Hunter worried that US forces are stretched thin, with some troops now in Iraq for nearly one year, and with no end in sight to US military commitments.
"Because we have long-term commitments in Europe and Asia and long-term requirements in Iraq and Afghanistan and don't know how long the global war on terror will last -- or for that matter, whether it will ever end -- we face a future security environment loaded with uncertainty," he said.
"We face uncertain risks associated with the possibility of having to react to a future contingency while the bulk of our forces are already committed elsewhere," Hunter added.
Missouri Representative Ike Skelton, ranking Democrat on the committee, said the unsettling number of US casualites calls for a review of how the US occupation of Iraq is being conducted.
"More Americans have been killed in Iraq since April the 14th than have died in year we've occupied Afghanistan.
"This morning -- like most recent mornings -- we awoke to the news of another servicemember killed in Iraq," he said. "That makes 51 deaths since May the 1st -- in other words, one dead American each day.
"I've been arguing for careful postwar planning to secure Iraq," he said. "The realities to date do not indicate that the planning that occurred was sufficient."
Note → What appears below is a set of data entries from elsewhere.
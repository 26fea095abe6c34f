use cortex_core::Cortex;
use dashmap::DashMap;
use std::sync::Arc;
use std::time::Instant;

// ---------------------------------------------------------------------------
// Server state (shared by stdio and HTTP transports)
// ---------------------------------------------------------------------------

/// Everything a tool call needs: the composition root over the immutable
/// config. Stores are opened per call through the adapter factory.
pub struct ServerState {
    pub cortex: Cortex,
}

// ---------------------------------------------------------------------------
// MCP HTTP session types
// ---------------------------------------------------------------------------

/// One MCP HTTP session, created by `initialize` and addressed by the
/// `Mcp-Session-Id` header.
pub struct McpSession {
    pub protocol_version: String,
    pub last_activity: Instant,
}

impl McpSession {
    pub fn new(protocol_version: String) -> Self {
        McpSession { protocol_version, last_activity: Instant::now() }
    }
}

/// MCP HTTP transport configuration.
pub struct McpConfig {
    /// Origin-header allowlist (DNS rebinding protection).
    pub allowed_origins: Vec<String>,
}

/// Axum state for the MCP HTTP routes.
#[derive(Clone)]
pub struct McpAppContext {
    pub state: Arc<ServerState>,
    pub sessions: Arc<DashMap<String, McpSession>>,
    pub config: Arc<McpConfig>,
}
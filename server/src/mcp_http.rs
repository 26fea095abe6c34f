//! Streamable HTTP transport for the MCP protocol.
//!
//! Provides `POST /mcp` for JSON-RPC request/response, `DELETE /mcp` for
//! session termination, and `GET /mcp` (returns 405 — no server-push
//! notifications). Session management via the `Mcp-Session-Id` header;
//! protocol version validated via `Mcp-Protocol-Version` after
//! initialization. Origin-header validation guards against DNS rebinding.

use axum::{
    body::Body,
    extract::State,
    http::{HeaderMap, StatusCode},
    middleware::Next,
    response::Response,
};
use std::time::Instant;
use uuid::Uuid;

use crate::mcp::{dispatch_jsonrpc, negotiate_version};
use crate::types::{McpAppContext, McpSession};

const SESSION_HEADER: &str = "mcp-session-id";
const PROTOCOL_VERSION_HEADER: &str = "mcp-protocol-version";

// ---------------------------------------------------------------------------
// POST /mcp — JSON-RPC dispatch with session management
// ---------------------------------------------------------------------------

/// Streamable HTTP MCP transport endpoint.
///
/// Handles single JSON-RPC requests and batches (arrays). Creates sessions
/// on `initialize`, validates the session ID on all other requests.
pub async fn handle_mcp_post(
    State(ctx): State<McpAppContext>,
    headers: HeaderMap,
    body: String,
) -> Result<Response, Response> {
    let parsed: serde_json::Value = match serde_json::from_str(&body) {
        Ok(v) => v,
        Err(_) => {
            let err = serde_json::json!({
                "jsonrpc": "2.0",
                "id": null,
                "error": { "code": -32700, "message": "Parse error" }
            });
            return Ok(json_response(StatusCode::BAD_REQUEST, &err));
        }
    };

    let is_batch = parsed.is_array();
    let requests: Vec<serde_json::Value> =
        if is_batch { parsed.as_array().unwrap().clone() } else { vec![parsed] };

    let has_initialize = requests.iter().any(|r| r["method"].as_str() == Some("initialize"));

    let session_id =
        headers.get(SESSION_HEADER).and_then(|v| v.to_str().ok()).map(|s| s.to_string());

    if !has_initialize {
        let sid = match session_id.as_ref() {
            Some(s) if ctx.sessions.contains_key(s) => s.clone(),
            Some(_) => {
                return Err(error_response(
                    StatusCode::BAD_REQUEST,
                    "Invalid or expired session ID",
                ));
            }
            None => {
                return Err(error_response(
                    StatusCode::BAD_REQUEST,
                    "Missing Mcp-Session-Id header. Send 'initialize' first.",
                ));
            }
        };

        if let Some(pv) = headers.get(PROTOCOL_VERSION_HEADER).and_then(|v| v.to_str().ok()) {
            if let Some(session) = ctx.sessions.get(&sid) {
                if pv != session.protocol_version {
                    return Err(error_response(
                        StatusCode::BAD_REQUEST,
                        &format!(
                            "Protocol version mismatch: header '{}' != negotiated '{}'",
                            pv, session.protocol_version
                        ),
                    ));
                }
            }
        }
    }

    let mut responses: Vec<serde_json::Value> = Vec::new();
    let mut new_session_id: Option<String> = None;

    for req in &requests {
        let method = req["method"].as_str().unwrap_or("");

        if method == "initialize" {
            let client_version = req["params"]["protocolVersion"].as_str().unwrap_or("");
            let negotiated = negotiate_version(client_version);

            let sid = Uuid::new_v4().to_string();
            ctx.sessions.insert(sid.clone(), McpSession::new(negotiated.to_string()));
            new_session_id = Some(sid);

            if let Some(resp) = dispatch_jsonrpc(&ctx.state, req) {
                responses.push(resp);
            }
        } else {
            // Touch the session so idle pruning spares it.
            if let Some(ref sid) = session_id {
                if let Some(mut s) = ctx.sessions.get_mut(sid) {
                    s.last_activity = Instant::now();
                }
            }
            if let Some(resp) = dispatch_jsonrpc(&ctx.state, req) {
                responses.push(resp);
            }
        }
    }

    if responses.is_empty() {
        // All notifications — 202 Accepted
        return Ok(Response::builder().status(StatusCode::ACCEPTED).body(Body::empty()).unwrap());
    }

    let body_json = if is_batch {
        serde_json::to_string(&responses).unwrap()
    } else {
        serde_json::to_string(&responses[0]).unwrap()
    };

    let mut builder =
        Response::builder().status(StatusCode::OK).header("content-type", "application/json");

    if let Some(ref sid) = new_session_id {
        builder = builder.header(SESSION_HEADER, sid);
    }

    Ok(builder.body(Body::from(body_json)).unwrap())
}

// ---------------------------------------------------------------------------
// DELETE /mcp — Session termination
// ---------------------------------------------------------------------------

pub async fn handle_mcp_delete(State(ctx): State<McpAppContext>, headers: HeaderMap) -> StatusCode {
    if let Some(sid) = headers.get(SESSION_HEADER).and_then(|v| v.to_str().ok()) {
        ctx.sessions.remove(sid);
    }
    StatusCode::OK
}

// ---------------------------------------------------------------------------
// GET /mcp — Not supported (no server-push notifications)
// ---------------------------------------------------------------------------

pub async fn handle_mcp_get() -> StatusCode {
    StatusCode::METHOD_NOT_ALLOWED
}

// ---------------------------------------------------------------------------
// Origin validation middleware (DNS rebinding protection)
// ---------------------------------------------------------------------------

/// Validates the `Origin` header on incoming requests.
///
/// - If `Origin` is present and not in the allowlist → 403 Forbidden
/// - If `Origin` is absent (non-browser clients) → allow
pub async fn validate_origin(
    State(ctx): State<McpAppContext>,
    headers: HeaderMap,
    request: axum::extract::Request,
    next: Next,
) -> Result<Response, StatusCode> {
    if let Some(origin) = headers.get("origin").and_then(|v| v.to_str().ok()) {
        let allowed = ctx.config.allowed_origins.iter().any(|a| {
            if origin == a {
                return true;
            }
            // "null" covers non-browser/file:// contexts
            a == "null" && origin == "null"
        });

        if !allowed {
            return Err(StatusCode::FORBIDDEN);
        }
    }

    Ok(next.run(request).await)
}

// ---------------------------------------------------------------------------
// Helpers
// ---------------------------------------------------------------------------

fn json_response(status: StatusCode, body: &serde_json::Value) -> Response {
    Response::builder()
        .status(status)
        .header("content-type", "application/json")
        .body(Body::from(serde_json::to_string(body).unwrap()))
        .unwrap()
}

fn error_response(status: StatusCode, message: &str) -> Response {
    let body = serde_json::json!({
        "jsonrpc": "2.0",
        "id": null,
        "error": { "code": -32600, "message": message }
    });
    json_response(status, &body)
}
// ---------------------------------------------------------------------------
// Parse / validate
// ---------------------------------------------------------------------------

impl Config {
    /// Parse and validate a merged config document.
    pub fn parse(text: &str) -> Result<Config, ConfigError> {
        let raw: RawConfig = toml::from_str(text).map_err(|source| ConfigError::Parse { source })?;
        Config::from_raw(raw)
    }

    /// Read, parse, and validate `config.toml` under `config_dir`.
    pub fn load(config_dir: &Path) -> Result<Config, ConfigError> {
        let path = config_dir.join(CONFIG_FILE_NAME);
        let text = match std::fs::read_to_string(&path) {
            Ok(t) => t,
            Err(e) if e.kind() == std::io::ErrorKind::NotFound => {
                return Err(ConfigError::NotFound { path });
            }
            Err(source) => return Err(ConfigError::Io { path, source }),
        };
        Config::parse(&text)
    }

    /// Serialize back to the wire format. `parse(serialize(c))` equals `c`
    /// for any valid config.
    pub fn to_toml_string(&self) -> String {
        let raw = self.to_raw();
        // A valid Config always maps to serializable TOML.
        toml::to_string_pretty(&raw).expect("config serialization cannot fail")
    }

    fn from_raw(raw: RawConfig) -> Result<Config, ConfigError> {
        let default_store =
            Slug::parse(&raw.settings.default_store).map_err(|e| ConfigError::Validation {
                store: String::new(),
                field: "settings.default_store".to_string(),
                message: e.to_string(),
            })?;
        let output_format = match raw.settings.output_format.as_str() {
            "yaml" => OutputFormat::Yaml,
            "json" => OutputFormat::Json,
            "toon" => OutputFormat::Toon,
            other => {
                return Err(ConfigError::Validation {
                    store: String::new(),
                    field: "settings.output_format".to_string(),
                    message: format!("unknown output format '{other}' (yaml, json, toon)"),
                });
            }
        };

        let mut stores = BTreeMap::new();
        for (name, raw_store) in raw.stores {
            let slug = Slug::parse(&name).map_err(|e| ConfigError::Validation {
                store: name.clone(),
                field: "name".to_string(),
                message: e.to_string(),
            })?;
            let store = validate_store(&name, raw_store)?;
            stores.insert(slug, store);
        }

        Ok(Config { settings: CortexSettings { default_store, output_format }, stores })
    }

    fn to_raw(&self) -> RawConfig {
        let stores = self
            .stores
            .iter()
            .map(|(name, def)| {
                let raw = RawStore {
                    kind: match def.kind {
                        StoreKind::Filesystem => "filesystem".to_string(),
                    },
                    path: def.path.display().to_string(),
                    description: def.description.clone(),
                    category_mode: match def.category_mode {
                        CategoryMode::Free => "free".to_string(),
                        CategoryMode::Subcategories => "subcategories".to_string(),
                        CategoryMode::Strict => "strict".to_string(),
                    },
                    categories: hierarchy_to_raw(&def.categories),
                };
                (name.as_str().to_string(), raw)
            })
            .collect();
        RawConfig {
            settings: RawSettings {
                default_store: self.settings.default_store.as_str().to_string(),
                output_format: match self.settings.output_format {
                    OutputFormat::Yaml => "yaml".to_string(),
                    OutputFormat::Json => "json".to_string(),
                    OutputFormat::Toon => "toon".to_string(),
                },
            },
            stores,
        }
    }
}

fn validate_store(name: &str, raw: RawStore) -> Result<StoreDefinition, ConfigError> {
    let kind = match raw.kind.as_str() {
        "filesystem" => StoreKind::Filesystem,
        other => {
            return Err(ConfigError::Validation {
                store: name.to_string(),
                field: "kind".to_string(),
                message: format!("unknown store kind '{other}'"),
            });
        }
    };

    let path = PathBuf::from(&raw.path);
    if !path.is_absolute() {
        return Err(ConfigError::InvalidStorePath { store: name.to_string(), path: raw.path });
    }

    if let Some(desc) = &raw.description {
        if desc.chars().count() > MAX_DESCRIPTION_LEN {
            return Err(ConfigError::Validation {
                store: name.to_string(),
                field: "description".to_string(),
                message: format!("description exceeds {MAX_DESCRIPTION_LEN} characters"),
            });
        }
    }

    let category_mode = match raw.category_mode.as_str() {
        "free" => CategoryMode::Free,
        "subcategories" => CategoryMode::Subcategories,
        "strict" => CategoryMode::Strict,
        other => {
            return Err(ConfigError::Validation {
                store: name.to_string(),
                field: "category_mode".to_string(),
                message: format!("unknown category mode '{other}' (free, subcategories, strict)"),
            });
        }
    };

    let categories = validate_hierarchy(name, "categories", raw.categories)?;

    Ok(StoreDefinition { kind, path, description: raw.description, category_mode, categories })
}

fn validate_hierarchy(
    store: &str,
    field: &str,
    raw: BTreeMap<String, RawCategoryNode>,
) -> Result<CategoryHierarchy, ConfigError> {
    let mut out = CategoryHierarchy::new();
    for (segment, node) in raw {
        let slug = Slug::parse(&segment).map_err(|e| ConfigError::Validation {
            store: store.to_string(),
            field: format!("{field}.{segment}"),
            message: e.to_string(),
        })?;
        if let Some(desc) = &node.description {
            if desc.chars().count() > MAX_DESCRIPTION_LEN {
                return Err(ConfigError::Validation {
                    store: store.to_string(),
                    field: format!("{field}.{segment}.description"),
                    message: format!("description exceeds {MAX_DESCRIPTION_LEN} characters"),
                });
            }
        }
        let subcategories = validate_hierarchy(
            store,
            &format!("{field}.{segment}.subcategories"),
            node.subcategories,
        )?;
        out.insert(slug, CategoryNode { description: node.description, subcategories });
    }
    Ok(out)
}

fn hierarchy_to_raw(hierarchy: &CategoryHierarchy) -> BTreeMap<String, RawCategoryNode> {
    hierarchy
        .iter()
        .map(|(segment, node)| {
            (
                segment.as_str().to_string(),
                RawCategoryNode {
                    description: node.description.clone(),
                    subcategories: hierarchy_to_raw(&node.subcategories),
                },
            )
        })
        .collect()
}

// ---------------------------------------------------------------------------
// Config location resolution
// ---------------------------------------------------------------------------

/// Expand a leading `~` to the user's home directory.
pub fn expand_tilde(path: &str) -> PathBuf {
    if path == "~" {
        return dirs::home_dir().unwrap_or_else(|| PathBuf::from("~"));
    }
    if let Some(rest) = path.strip_prefix("~/") {
        if let Some(home) = dirs::home_dir() {
            return home.join(rest);
        }
    }
    PathBuf::from(path)
}

/// Resolve the config directory: explicit override > environment-indicated
/// directory > standard user-config directory. The environment value is
/// accepted as a parameter — wrappers read the actual variable.
pub fn resolve_config_dir(explicit: Option<&str>, env_dir: Option<&str>) -> Option<PathBuf> {
    if let Some(dir) = explicit {
        return Some(expand_tilde(dir));
    }
    if let Some(dir) = env_dir {
        return Some(expand_tilde(dir));
    }
    dirs::config_dir().map(|d| d.join("cortex"))
}

#[cfg(test)]
mod tests {
    use super::*;

    const SAMPLE: &str = r#"
[settings]
default_store = "default"
output_format = "yaml"

[stores.default]
kind = "filesystem"
path = "/var/lib/cortex/default"
description = "General memory"
category_mode = "subcategories"

[stores.default.categories.project]
description = "Project knowledge"

[stores.default.categories.project.subcategories.notes]
description = "Working notes"

[stores.scratch]
path = "/tmp/cortex-scratch"
"#;

    #[test]
    fn parses_sample_config() {
        let config = Config::parse(SAMPLE).unwrap();
        assert_eq!(config.settings.default_store.as_str(), "default");
        assert_eq!(config.settings.output_format, OutputFormat::Yaml);
        assert_eq!(config.stores.len(), 2);

        let default = &config.stores[&Slug::parse("default").unwrap()];
        assert_eq!(default.category_mode, CategoryMode::Subcategories);
        let project = &default.categories[&Slug::parse("project").unwrap()];
        assert_eq!(project.description.as_deref(), Some("Project knowledge"));
        assert!(project.subcategories.contains_key(&Slug::parse("notes").unwrap()));

        // Omitted fields take defaults.
        let scratch = &config.stores[&Slug::parse("scratch").unwrap()];
        assert_eq!(scratch.kind, StoreKind::Filesystem);
        assert_eq!(scratch.category_mode, CategoryMode::Free);
        assert!(scratch.categories.is_empty());
    }

    #[test]
    fn round_trips_through_serialization() {
        let config = Config::parse(SAMPLE).unwrap();
        let text = config.to_toml_string();
        let reparsed = Config::parse(&text).unwrap();
        assert_eq!(config, reparsed);
    }

    #[test]
    fn rejects_relative_store_path() {
        let text = "[stores.bad]\npath = \"relative/path\"\n";
        match Config::parse(text) {
            Err(ConfigError::InvalidStorePath { store, .. }) => assert_eq!(store, "bad"),
            other => panic!("expected InvalidStorePath, got {other:?}"),
        }
    }

    #[test]
    fn rejects_invalid_store_name() {
        let text = "[stores.\"Bad Name\"]\npath = \"/tmp/x\"\n";
        match Config::parse(text) {
            Err(ConfigError::Validation { field, .. }) => assert_eq!(field, "name"),
            other => panic!("expected Validation, got {other:?}"),
        }
    }

    #[test]
    fn rejects_unknown_category_mode() {
        let text = "[stores.s]\npath = \"/tmp/x\"\ncategory_mode = \"anarchic\"\n";
        match Config::parse(text) {
            Err(ConfigError::Validation { store, field, .. }) => {
                assert_eq!(store, "s");
                assert_eq!(field, "category_mode");
            }
            other => panic!("expected Validation, got {other:?}"),
        }
    }

    #[test]
    fn rejects_oversized_description() {
        let long = "x".repeat(MAX_DESCRIPTION_LEN + 1);
        let text = format!("[stores.s]\npath = \"/tmp/x\"\ndescription = \"{long}\"\n");
        assert!(matches!(Config::parse(&text), Err(ConfigError::Validation { .. })));
    }

    #[test]
    fn empty_document_yields_defaults() {
        let config = Config::parse("").unwrap();
        assert_eq!(config.settings, CortexSettings::default());
        assert!(config.stores.is_empty());
    }

    #[test]
    fn hierarchy_lookups() {
        let config = Config::parse(SAMPLE).unwrap();
        let h = &config.stores[&Slug::parse("default").unwrap()].categories;
        let seg = |s: &str| Slug::parse(s).unwrap();

        assert!(hierarchy_contains(h, &[seg("project")]));
        assert!(hierarchy_contains(h, &[seg("project"), seg("notes")]));
        assert!(!hierarchy_contains(h, &[seg("project"), seg("other")]));
        assert!(!hierarchy_contains(h, &[seg("missing")]));
        assert!(!hierarchy_contains(h, &[]));
        assert!(hierarchy_has_root(h, &seg("project")));
        assert!(!hierarchy_has_root(h, &seg("notes")));
    }

    #[test]
    fn expand_tilde_passthrough_for_plain_paths() {
        assert_eq!(expand_tilde("/abs/path"), PathBuf::from("/abs/path"));
        assert_eq!(expand_tilde("rel/path"), PathBuf::from("rel/path"));
    }

    #[test]
    fn resolve_config_dir_prefers_explicit() {
        let dir = resolve_config_dir(Some("/etc/cortex"), Some("/ignored")).unwrap();
        assert_eq!(dir, PathBuf::from("/etc/cortex"));
        let dir = resolve_config_dir(None, Some("/from-env")).unwrap();
        assert_eq!(dir, PathBuf::from("/from-env"));
    }
}
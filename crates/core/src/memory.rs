//! Memory entity and metadata.
//!
//! Memories are immutable values: updates produce new `Memory` instances,
//! and the storage adapter persists whatever it is handed. Token estimates
//! are an adapter concern and never appear here.

use crate::path::{MemoryPath, Slug};
use chrono::{DateTime, Utc};
use serde::{Deserialize, Serialize};

#[derive(Debug, Clone, PartialEq, Eq, thiserror::Error)]
pub enum MemoryValidationError {
    #[error("updatedAt {updated_at} precedes createdAt {created_at}")]
    UpdatedBeforeCreated { created_at: DateTime<Utc>, updated_at: DateTime<Utc> },
    #[error("source must be a non-empty string")]
    EmptySource,
    #[error("invalid tag '{0}': tags are lowercase slugs")]
    InvalidTag(String),
    #[error("duplicate tag '{0}'")]
    DuplicateTag(String),
    #[error("citations must be non-empty strings")]
    EmptyCitation,
}

impl MemoryValidationError {
    pub fn code(&self) -> &'static str {
        "INVALID_INPUT"
    }
}

// ---------------------------------------------------------------------------
// Metadata
// ---------------------------------------------------------------------------

/// Frontmatter metadata carried by every memory.
#[derive(Debug, Clone, PartialEq, Eq, Serialize, Deserialize)]
#[serde(rename_all = "camelCase")]
pub struct MemoryMetadata {
    pub created_at: DateTime<Utc>,
    pub updated_at: DateTime<Utc>,
    pub tags: Vec<String>,
    /// Origin of the memory, e.g. "cli", "mcp", "user".
    pub source: String,
    #[serde(default, skip_serializing_if = "Option::is_none")]
    pub expires_at: Option<DateTime<Utc>>,
    /// File paths, URLs, or free identifiers backing the memory.
    #[serde(default, skip_serializing_if = "Vec::is_empty")]
    pub citations: Vec<String>,
}

impl MemoryMetadata {
    /// Validate the cross-field invariants.
    pub fn validate(&self) -> Result<(), MemoryValidationError> {
        if self.updated_at < self.created_at {
            return Err(MemoryValidationError::UpdatedBeforeCreated {
                created_at: self.created_at,
                updated_at: self.updated_at,
            });
        }
        if self.source.trim().is_empty() {
            return Err(MemoryValidationError::EmptySource);
        }
        let mut seen = std::collections::BTreeSet::new();
        for tag in &self.tags {
            if Slug::parse(tag).is_err() {
                return Err(MemoryValidationError::InvalidTag(tag.clone()));
            }
            if !seen.insert(tag.as_str()) {
                return Err(MemoryValidationError::DuplicateTag(tag.clone()));
            }
        }
        if self.citations.iter().any(|c| c.trim().is_empty()) {
            return Err(MemoryValidationError::EmptyCitation);
        }
        Ok(())
    }
}

// ---------------------------------------------------------------------------
// Memory
// ---------------------------------------------------------------------------

/// A single markdown document with frontmatter metadata, addressable by a
/// [`MemoryPath`] within a store.
#[derive(Debug, Clone, PartialEq, Eq, Serialize)]
pub struct Memory {
    pub path: MemoryPath,
    pub metadata: MemoryMetadata,
    pub content: String,
}

impl Memory {
    /// Construct a memory, validating the metadata invariants.
    pub fn new(
        path: MemoryPath,
        metadata: MemoryMetadata,
        content: String,
    ) -> Result<Self, MemoryValidationError> {
        metadata.validate()?;
        Ok(Memory { path, metadata, content })
    }

    /// A memory is expired iff `expires_at` is set and `expires_at <= now`.
    pub fn is_expired(&self, now: DateTime<Utc>) -> bool {
        matches!(self.metadata.expires_at, Some(at) if at <= now)
    }
}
Since May 1, 14 US troops have been killed by hostile fire, the latest a soldier who was shot in a drive-by shooting at a Baghdad filling station. Another was wounded in the attack.
"Given the challenges we're facing, we need our allies and their troops more than ever. We must not let our failure to agree before the war become an argument for a failure to achieve peace now," he said.
"They (US forces) need help, in my opinion," Skelton said. "They need a lot of help."